The Berkeley County Judicial Center design is an adaptive reuse of the Berkeley Building—a 1920s woolen mill—as a new judicial center. We enhanced the building’s stature and identity as a judicial facility by using appropriate materials and civic vocabulary. Our design celebrates the original woolen mill by emphasizing its form and materials with a contrasting new glass entrance. This approach enhanced the center’s presence as a judicial facility while maintaining the local character and scale of the city of Martinsburg.

The 122,600-square foot judicial center houses nine courtrooms and seven hearing rooms for the circuit, magistrate and family courts; clerks of the circuit and magistrate courts; prosecuting attorneys; probation staff; the central holding facility; and court support.

Flexibility was one of the keystones for establishing and maintaining long-term viability for the judicial center.

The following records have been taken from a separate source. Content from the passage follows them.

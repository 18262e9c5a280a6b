//! Error types for flightinfo.
//!
//! This module defines the crate-wide error type. Failures of a single data
//! source are described by [`SourceFailure`]; the aggregator swallows those and
//! only their aggregate effect ([`Error::NoDataFound`]) reaches callers.

use thiserror::Error;

use crate::sources::SourceFailure;

/// The main error type for flightinfo operations.
#[derive(Error, Debug)]
pub enum Error {
    // === Caller Input Errors ===
    /// The caller supplied an unusable query.
    #[error("invalid argument: {message}")]
    InvalidArgument {
        /// Description of what is wrong with the input.
        message: String,
    },

    // === Derived Metric Errors ===
    /// A latitude/longitude pair is missing, non-finite, or out of range.
    #[error("invalid coordinate: lat={lat}, lon={lon}")]
    InvalidCoordinate {
        /// The offending latitude.
        lat: f64,
        /// The offending longitude.
        lon: f64,
    },

    /// A clock time is not in `HH:MM` form.
    #[error("invalid time format: '{value}' (expected HH:MM)")]
    InvalidTimeFormat {
        /// The rejected input.
        value: String,
    },

    // === Source Errors ===
    /// A single data source failed.
    #[error(transparent)]
    Source(#[from] SourceFailure),

    /// No data source produced usable data for the query.
    #[error("no data found for {query}")]
    NoDataFound {
        /// The query that came back empty.
        query: String,
    },

    /// The requested operation has no source able to answer it.
    #[error("unsupported: {operation}")]
    Unsupported {
        /// The operation that cannot be served.
        operation: String,
    },

    // === Configuration Errors ===
    /// Failed to load configuration.
    #[error("failed to load configuration: {0}")]
    ConfigLoad(Box<figment::Error>),

    /// Configuration validation failed.
    #[error("invalid configuration: {message}")]
    ConfigValidation {
        /// Description of the validation failure.
        message: String,
    },

    // === Transport Errors ===
    /// The HTTP client could not be built.
    #[error("failed to create HTTP client: {0}")]
    HttpClient(String),

    // === I/O Errors ===
    /// File system operation failed.
    #[error("I/O error: {0}")]
    Io(#[from] std::io::Error),

    // === Serialization Errors ===
    /// JSON serialization/deserialization failed.
    #[error("JSON error: {0}")]
    Json(#[from] serde_json::Error),

    // === Generic Errors ===
    /// An internal error occurred (bug).
    #[error("internal error: {0}")]
    Internal(String),
}

/// A specialized Result type for flightinfo operations.
pub type Result<T> = std::result::Result<T, Error>;

impl From<figment::Error> for Error {
    fn from(err: figment::Error) -> Self {
        Self::ConfigLoad(Box::new(err))
    }
}

impl Error {
    /// Create an invalid argument error.
    #[must_use]
    pub fn invalid_argument(message: impl Into<String>) -> Self {
        Self::InvalidArgument {
            message: message.into(),
        }
    }

    /// Create a no-data error for the given query.
    #[must_use]
    pub fn no_data_found(query: impl Into<String>) -> Self {
        Self::NoDataFound {
            query: query.into(),
        }
    }

    /// Create an unsupported-operation error.
    #[must_use]
    pub fn unsupported(operation: impl Into<String>) -> Self {
        Self::Unsupported {
            operation: operation.into(),
        }
    }

    /// Create a new internal error.
    #[must_use]
    pub fn internal(message: impl Into<String>) -> Self {
        Self::Internal(message.into())
    }

    /// Check if this error means nothing was found (as opposed to a failure).
    #[must_use]
    pub fn is_not_found(&self) -> bool {
        matches!(self, Self::NoDataFound { .. })
    }

    /// Check if this error was caused by bad caller input.
    #[must_use]
    pub fn is_invalid_argument(&self) -> bool {
        matches!(self, Self::InvalidArgument { .. })
    }
}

The entire judicial system was consolidated under one roof, making it easier to share spaces. For example, unoccupied jury deliberation rooms can be used as ancillary conference or mediation rooms. AECOM identified and prioritized needs to create open, inviting areas with lasting benefits for all users—the public, judges, staff and detainees. We worked closely with the county commission and judges to build consensus around the design and establish an environment of trust, respect and communication.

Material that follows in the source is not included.